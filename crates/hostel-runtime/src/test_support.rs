//! In-memory fakes of the network collaborators, with call counters.

use std::collections::VecDeque;
use std::sync::atomic::{AtomicBool, AtomicUsize, Ordering};
use std::sync::{Arc, Mutex};
use std::time::Duration;

use async_trait::async_trait;
use chrono::{TimeZone, Utc};
use hostel_core::error::{HostelError, Result};
use hostel_core::models::{Session, UserProfile, UserRole};
use hostel_core::validation::SignupRequest;
use hostel_data::auth_backend::{AuthBackend, LoginOutcome};
use hostel_data::realtime::{ChangeFeed, ChangeKind, ChangeStream, RawChange};
use hostel_data::transport::{HttpRequest, HttpResponse, Transport};
use serde_json::Value;
use tokio::sync::mpsc;

use hostel_core::clock::ManualClock;

pub const PASSWORD: &str = "correct-horse";

pub fn session_expiring_in(clock: &ManualClock, left: chrono::Duration) -> Session {
    use hostel_core::clock::Clock;
    Session {
        access_token: "access-restored".to_string(),
        refresh_token: "refresh-restored".to_string(),
        expires_at: clock.now() + left,
        user_id: "u-1".to_string(),
    }
}

pub fn profile() -> UserProfile {
    UserProfile {
        id: "p-1".to_string(),
        user_id: "u-1".to_string(),
        full_name: "Meera K".to_string(),
        email: "warden@hostel.edu".to_string(),
        role: UserRole::Warden,
        created_at: Utc.with_ymd_and_hms(2024, 1, 1, 0, 0, 0).unwrap(),
        updated_at: None,
    }
}

// ── FakeAuth ──────────────────────────────────────────────────────────────────

/// Auth backend issuing 60 minute tokens against a manual clock.
pub struct FakeAuth {
    pub clock: Arc<ManualClock>,
    pub login_calls: AtomicUsize,
    pub signup_calls: AtomicUsize,
    pub refresh_calls: AtomicUsize,
    pub logout_calls: AtomicUsize,
    pub profile_calls: AtomicUsize,
    pub embed_profile: AtomicBool,
    pub fail_profile: AtomicBool,
    pub fail_refresh: AtomicBool,
    pub fail_logout: AtomicBool,
    pub stall_logout: AtomicBool,
    refresh_latency: Mutex<Duration>,
}

impl FakeAuth {
    pub fn new() -> Arc<Self> {
        Arc::new(Self {
            clock: Arc::new(ManualClock::new(
                Utc.with_ymd_and_hms(2024, 3, 1, 12, 0, 0).unwrap(),
            )),
            login_calls: AtomicUsize::new(0),
            signup_calls: AtomicUsize::new(0),
            refresh_calls: AtomicUsize::new(0),
            logout_calls: AtomicUsize::new(0),
            profile_calls: AtomicUsize::new(0),
            embed_profile: AtomicBool::new(false),
            fail_profile: AtomicBool::new(false),
            fail_refresh: AtomicBool::new(false),
            fail_logout: AtomicBool::new(false),
            stall_logout: AtomicBool::new(false),
            refresh_latency: Mutex::new(Duration::ZERO),
        })
    }

    pub fn set_refresh_latency(&self, latency: Duration) {
        *self.refresh_latency.lock().unwrap() = latency;
    }

    fn issue(&self, tag: &str, user_id: &str) -> Session {
        use hostel_core::clock::Clock;
        Session {
            access_token: format!("access-{tag}"),
            refresh_token: format!("refresh-{tag}"),
            expires_at: self.clock.now() + chrono::Duration::minutes(60),
            user_id: user_id.to_string(),
        }
    }
}

#[async_trait]
impl AuthBackend for FakeAuth {
    async fn login(&self, _email: &str, password: &str) -> Result<LoginOutcome> {
        self.login_calls.fetch_add(1, Ordering::SeqCst);
        if password != PASSWORD {
            return Err(HostelError::Auth("Invalid login credentials".to_string()));
        }
        Ok(LoginOutcome {
            session: self.issue("login", "u-1"),
            profile: self.embed_profile.load(Ordering::SeqCst).then(profile),
        })
    }

    async fn signup(&self, _request: &SignupRequest) -> Result<()> {
        self.signup_calls.fetch_add(1, Ordering::SeqCst);
        Ok(())
    }

    async fn refresh(&self, current: &Session) -> Result<Session> {
        let n = self.refresh_calls.fetch_add(1, Ordering::SeqCst) + 1;
        let latency = *self.refresh_latency.lock().unwrap();
        if !latency.is_zero() {
            tokio::time::sleep(latency).await;
        }
        if self.fail_refresh.load(Ordering::SeqCst) {
            return Err(HostelError::Auth("Failed to refresh token".to_string()));
        }
        Ok(self.issue(&n.to_string(), &current.user_id))
    }

    async fn logout(&self, _access_token: &str) -> Result<()> {
        self.logout_calls.fetch_add(1, Ordering::SeqCst);
        if self.stall_logout.load(Ordering::SeqCst) {
            std::future::pending::<()>().await;
        }
        if self.fail_logout.load(Ordering::SeqCst) {
            return Err(HostelError::http(500, None));
        }
        Ok(())
    }

    async fn fetch_profile(&self, _access_token: &str, _user_id: &str) -> Result<Option<UserProfile>> {
        self.profile_calls.fetch_add(1, Ordering::SeqCst);
        if self.fail_profile.load(Ordering::SeqCst) {
            return Err(HostelError::http(500, None));
        }
        Ok(Some(profile()))
    }
}

// ── FakeTransport ─────────────────────────────────────────────────────────────

type Responder = Box<dyn Fn(&HttpRequest) -> Result<HttpResponse> + Send + Sync>;

/// Transport answering every request through one closure, recording each.
pub struct FakeTransport {
    respond: Responder,
    seen: Mutex<Vec<HttpRequest>>,
    stall_after: Mutex<Option<usize>>,
}

impl FakeTransport {
    pub fn new(respond: impl Fn(&HttpRequest) -> Result<HttpResponse> + Send + Sync + 'static) -> Arc<Self> {
        Arc::new(Self {
            respond: Box::new(respond),
            seen: Mutex::new(Vec::new()),
            stall_after: Mutex::new(None),
        })
    }

    /// Replay `replies` in order, then fail with a network error.
    pub fn scripted(replies: Vec<HttpResponse>) -> Arc<Self> {
        let queue = Mutex::new(VecDeque::from(replies));
        Self::new(move |_| {
            queue
                .lock()
                .unwrap()
                .pop_front()
                .ok_or_else(|| HostelError::Network("no scripted reply".to_string()))
        })
    }

    /// Never answer once `n` requests have been served.
    pub fn stall_after(&self, n: usize) {
        *self.stall_after.lock().unwrap() = Some(n);
    }

    pub fn calls(&self) -> usize {
        self.seen.lock().unwrap().len()
    }

    pub fn seen(&self) -> Vec<HttpRequest> {
        self.seen.lock().unwrap().clone()
    }
}

#[async_trait]
impl Transport for FakeTransport {
    async fn send(&self, request: HttpRequest) -> Result<HttpResponse> {
        let served = {
            let mut seen = self.seen.lock().unwrap();
            seen.push(request.clone());
            seen.len() - 1
        };
        let stall = self.stall_after.lock().unwrap().is_some_and(|n| served >= n);
        if stall {
            std::future::pending::<()>().await;
        }
        (self.respond)(&request)
    }
}

// ── FakeFeed ──────────────────────────────────────────────────────────────────

/// Change feed whose streams are driven by the test through [`FakeFeed::emit`].
#[derive(Default)]
pub struct FakeFeed {
    senders: Mutex<Vec<(String, mpsc::Sender<RawChange>)>>,
    pub fail_tables: Mutex<Vec<String>>,
}

impl FakeFeed {
    pub fn new() -> Arc<Self> {
        Arc::new(Self::default())
    }

    pub fn opened(&self) -> Vec<String> {
        self.senders
            .lock()
            .unwrap()
            .iter()
            .map(|(t, _)| t.clone())
            .collect()
    }

    /// Deliver a change to every open stream of `table`.
    pub async fn emit(&self, table: &str, kind: ChangeKind, new: Option<Value>, old: Option<Value>) {
        let senders: Vec<_> = self
            .senders
            .lock()
            .unwrap()
            .iter()
            .filter(|(t, _)| t == table)
            .map(|(_, tx)| tx.clone())
            .collect();
        for tx in senders {
            let _ = tx
                .send(RawChange {
                    table: table.to_string(),
                    kind,
                    new: new.clone(),
                    old: old.clone(),
                })
                .await;
        }
    }

    /// `true` once every stream of `table` has been dropped.
    pub fn is_closed(&self, table: &str) -> bool {
        self.senders
            .lock()
            .unwrap()
            .iter()
            .filter(|(t, _)| t == table)
            .all(|(_, tx)| tx.is_closed())
    }
}

#[async_trait]
impl ChangeFeed for FakeFeed {
    async fn open(&self, table: &str) -> Result<ChangeStream> {
        if self.fail_tables.lock().unwrap().iter().any(|t| t == table) {
            return Err(HostelError::Realtime(format!("cannot join {table}")));
        }
        let (tx, rx) = mpsc::channel(64);
        self.senders.lock().unwrap().push((table.to_string(), tx));
        Ok(ChangeStream::from_receiver(rx))
    }
}
//! Runtime layer for Hostel Monitor.
//!
//! Owns the authenticated session and its refresh schedule, the resilient
//! data fetcher, typed table services, and the realtime relay that keeps the
//! dashboard lists current.

pub mod api_client;
pub mod dashboard;
pub mod live_list;
pub mod policy;
pub mod relay;
pub mod services;
pub mod session_manager;

mod refresh_scheduler;

#[cfg(test)]
mod test_support;

pub use hostel_core as core;
pub use hostel_data as data;
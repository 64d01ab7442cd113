use clap::{CommandFactory, Parser};
use serde::{Deserialize, Serialize};
use std::path::PathBuf;

use crate::session_store::default_state_dir;

// ── Settings (CLI) ─────────────────────────────────────────────────────────────

/// Headless hostel management dashboard
#[derive(Parser, Debug, Clone)]
#[command(
    name = "hostel-monitor",
    about = "Headless hostel management dashboard",
    version
)]
pub struct Settings {
    /// Base URL of the auth/application API
    #[arg(long, env = "HOSTEL_API_URL", default_value = "http://localhost:3001")]
    pub api_url: String,

    /// Base URL of the hosted data API (REST and realtime)
    #[arg(long, env = "HOSTEL_DATA_URL")]
    pub data_url: Option<String>,

    /// Publishable API key sent to the hosted data API
    #[arg(long, env = "HOSTEL_ANON_KEY", hide_env_values = true)]
    pub anon_key: Option<String>,

    /// Account email used when no stored session exists
    #[arg(long, env = "HOSTEL_EMAIL")]
    pub email: Option<String>,

    /// Account password used when no stored session exists
    #[arg(long, env = "HOSTEL_PASSWORD", hide_env_values = true)]
    pub password: Option<String>,

    /// View to run
    #[arg(long, default_value = "dashboard", value_parser = ["dashboard", "students", "entries", "alerts"])]
    pub view: String,

    /// Timezone used for "today" (auto-detected if not specified)
    #[arg(long, default_value = "auto")]
    pub timezone: String,

    /// Number of most recent entry logs kept live
    #[arg(long, default_value = "100", value_parser = clap::value_parser!(u32).range(1..=1000))]
    pub recent_limit: u32,

    /// Rows requested per page for full-list reads
    #[arg(long, default_value = "100", value_parser = clap::value_parser!(u32).range(1..=1000))]
    pub page_size: u32,

    /// Logging level
    #[arg(long, default_value = "INFO", value_parser = ["DEBUG", "INFO", "WARNING", "ERROR"])]
    pub log_level: String,

    /// Log file path
    #[arg(long)]
    pub log_file: Option<PathBuf>,

    /// Enable debug logging
    #[arg(long)]
    pub debug: bool,

    /// Sign out, forget the stored session and exit
    #[arg(long)]
    pub logout: bool,

    /// Clear saved configuration
    #[arg(long)]
    pub clear: bool,
}

// ── LastUsedParams ─────────────────────────────────────────────────────────────

/// Persisted last-used parameters saved to `~/.hostel-monitor/last_used.json`.
///
/// Only non-secret values are stored.
#[derive(Debug, Serialize, Deserialize, Default, Clone)]
pub struct LastUsedParams {
    #[serde(skip_serializing_if = "Option::is_none")]
    pub view: Option<String>,
    #[serde(skip_serializing_if = "Option::is_none")]
    pub timezone: Option<String>,
    #[serde(skip_serializing_if = "Option::is_none")]
    pub email: Option<String>,
}

impl LastUsedParams {
    /// Return the default path to the persisted config file.
    pub fn config_path() -> PathBuf {
        default_state_dir().join("last_used.json")
    }

    /// Load persisted params from an explicit path.
    /// Returns `Default` when the file is absent or cannot be parsed.
    pub fn load_from(path: &std::path::Path) -> Self {
        let Ok(content) = std::fs::read_to_string(path) else {
            return Self::default();
        };
        serde_json::from_str(&content).unwrap_or_default()
    }

    /// Atomically write params to an explicit path.
    pub fn save_to(&self, path: &std::path::Path) -> Result<(), std::io::Error> {
        if let Some(parent) = path.parent() {
            std::fs::create_dir_all(parent)?;
        }

        let json = serde_json::to_string_pretty(self).map_err(std::io::Error::other)?;

        let tmp = path.with_extension("json.tmp");
        std::fs::write(&tmp, &json)?;
        std::fs::rename(&tmp, path)?;

        Ok(())
    }

    /// Delete the config file at an explicit path if it exists.
    pub fn clear_at(path: &std::path::Path) -> Result<(), std::io::Error> {
        if path.exists() {
            std::fs::remove_file(path)?;
        }
        Ok(())
    }
}

// ── Settings impl ──────────────────────────────────────────────────────────────

impl Settings {
    /// Parse CLI arguments, merge with last-used params where no explicit CLI
    /// value was provided, and persist the result.
    pub fn load_with_last_used() -> Self {
        Self::load_with_last_used_impl(
            std::env::args_os().collect(),
            &LastUsedParams::config_path(),
        )
    }

    /// Full implementation: accepts args and an explicit config path so that
    /// tests can redirect to a temporary directory.
    pub fn load_with_last_used_impl(
        args: Vec<std::ffi::OsString>,
        config_path: &std::path::Path,
    ) -> Self {
        let matches = Settings::command().get_matches_from(args.clone());
        let mut settings = Settings::parse_from(args);

        if settings.clear {
            if let Err(e) = LastUsedParams::clear_at(config_path) {
                tracing::warn!(error = %e, "could not clear saved configuration");
            }
            return settings.apply_debug_flag();
        }

        let last = LastUsedParams::load_from(config_path);

        // CLI (or env) always wins over persisted values.
        if !is_arg_explicitly_set(&matches, "view") {
            if let Some(v) = last.view {
                settings.view = v;
            }
        }
        if !is_arg_explicitly_set(&matches, "timezone") {
            if let Some(v) = last.timezone {
                settings.timezone = v;
            }
        }
        if settings.email.is_none() {
            settings.email = last.email;
        }

        settings = settings.apply_debug_flag();

        let params = LastUsedParams::from(&settings);
        if let Err(e) = params.save_to(config_path) {
            tracing::debug!(error = %e, "could not persist last-used parameters");
        }

        settings
    }

    /// `--debug` overrides log level.
    fn apply_debug_flag(mut self) -> Self {
        if self.debug {
            self.log_level = "DEBUG".to_string();
        }
        self
    }

    /// Data API base URL, falling back to the application API.
    pub fn data_base_url(&self) -> &str {
        self.data_url.as_deref().unwrap_or(&self.api_url)
    }
}

// ── Conversion ─────────────────────────────────────────────────────────────────

impl From<&Settings> for LastUsedParams {
    fn from(s: &Settings) -> Self {
        LastUsedParams {
            view: Some(s.view.clone()),
            timezone: Some(s.timezone.clone()),
            email: s.email.clone(),
        }
    }
}

/// Returns `true` when `name` was supplied explicitly on the command line.
fn is_arg_explicitly_set(matches: &clap::ArgMatches, name: &str) -> bool {
    matches.value_source(name) == Some(clap::parser::ValueSource::CommandLine)
}

// ── Tests ──────────────────────────────────────────────────────────────────────

#[cfg(test)]
mod tests {
    use super::*;
    use tempfile::TempDir;

    fn tmp_config_path(tmp: &TempDir) -> PathBuf {
        tmp.path().join("last_used.json")
    }

    #[test]
    fn test_settings_default_values() {
        let settings = Settings::parse_from(["hostel-monitor"]);

        assert_eq!(settings.view, "dashboard");
        assert_eq!(settings.timezone, "auto");
        assert_eq!(settings.recent_limit, 100);
        assert_eq!(settings.page_size, 100);
        assert_eq!(settings.log_level, "INFO");
        assert!(settings.log_file.is_none());
        assert!(!settings.debug);
        assert!(!settings.logout);
        assert!(!settings.clear);
    }

    #[test]
    fn test_data_base_url_falls_back_to_api_url() {
        let settings = Settings::parse_from(["hostel-monitor", "--api-url", "http://api.local"]);
        if settings.data_url.is_none() {
            assert_eq!(settings.data_base_url(), "http://api.local");
        }

        let settings = Settings::parse_from([
            "hostel-monitor",
            "--data-url",
            "https://project.supabase.co",
        ]);
        assert_eq!(settings.data_base_url(), "https://project.supabase.co");
    }

    #[test]
    fn test_settings_rejects_unknown_view() {
        let result = Settings::try_parse_from(["hostel-monitor", "--view", "rooms"]);
        assert!(result.is_err());
    }

    #[test]
    fn test_last_used_params_save_load() {
        let tmp = TempDir::new().expect("tempdir");
        let path = tmp_config_path(&tmp);
        let params = LastUsedParams {
            view: Some("alerts".to_string()),
            timezone: Some("Asia/Kolkata".to_string()),
            email: Some("warden@hostel.edu".to_string()),
        };
        params.save_to(&path).expect("save");

        let loaded = LastUsedParams::load_from(&path);
        assert_eq!(loaded.view.as_deref(), Some("alerts"));
        assert_eq!(loaded.timezone.as_deref(), Some("Asia/Kolkata"));
        assert_eq!(loaded.email.as_deref(), Some("warden@hostel.edu"));
    }

    #[test]
    fn test_load_with_last_used_merges_persisted_view() {
        let tmp = TempDir::new().expect("tempdir");
        let config_path = tmp_config_path(&tmp);
        LastUsedParams {
            view: Some("students".to_string()),
            ..Default::default()
        }
        .save_to(&config_path)
        .expect("save");

        let settings =
            Settings::load_with_last_used_impl(vec!["hostel-monitor".into()], &config_path);
        assert_eq!(settings.view, "students");
    }

    #[test]
    fn test_load_with_last_used_cli_overrides_persisted() {
        let tmp = TempDir::new().expect("tempdir");
        let config_path = tmp_config_path(&tmp);
        LastUsedParams {
            view: Some("students".to_string()),
            ..Default::default()
        }
        .save_to(&config_path)
        .expect("save");

        let settings = Settings::load_with_last_used_impl(
            vec!["hostel-monitor".into(), "--view".into(), "alerts".into()],
            &config_path,
        );
        assert_eq!(settings.view, "alerts");
    }

    #[test]
    fn test_load_with_last_used_never_persists_password() {
        let tmp = TempDir::new().expect("tempdir");
        let config_path = tmp_config_path(&tmp);

        Settings::load_with_last_used_impl(
            vec![
                "hostel-monitor".into(),
                "--email".into(),
                "warden@hostel.edu".into(),
                "--password".into(),
                "hunter22hunter".into(),
            ],
            &config_path,
        );

        let raw = std::fs::read_to_string(&config_path).expect("persisted");
        assert!(raw.contains("warden@hostel.edu"));
        assert!(!raw.contains("hunter22hunter"));
    }

    #[test]
    fn test_load_with_last_used_clear_removes_file() {
        let tmp = TempDir::new().expect("tempdir");
        let config_path = tmp_config_path(&tmp);
        LastUsedParams::default().save_to(&config_path).expect("save");

        Settings::load_with_last_used_impl(
            vec!["hostel-monitor".into(), "--clear".into()],
            &config_path,
        );

        assert!(!config_path.exists(), "file must be gone after --clear");
    }

    #[test]
    fn test_load_with_last_used_debug_overrides_log_level() {
        let tmp = TempDir::new().expect("tempdir");
        let settings = Settings::load_with_last_used_impl(
            vec!["hostel-monitor".into(), "--debug".into()],
            &tmp_config_path(&tmp),
        );
        assert_eq!(settings.log_level, "DEBUG");
    }
}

__Instructions to follow__:
Go through the entries above and copy each line holding the string "emit".

__Result of the task__:
/// Change feed whose streams are driven by the test through [`FakeFeed::emit`].
    pub async fn emit(&self, table: &str, kind: ChangeKind, new: Option<Value>, old: Option<Value>) {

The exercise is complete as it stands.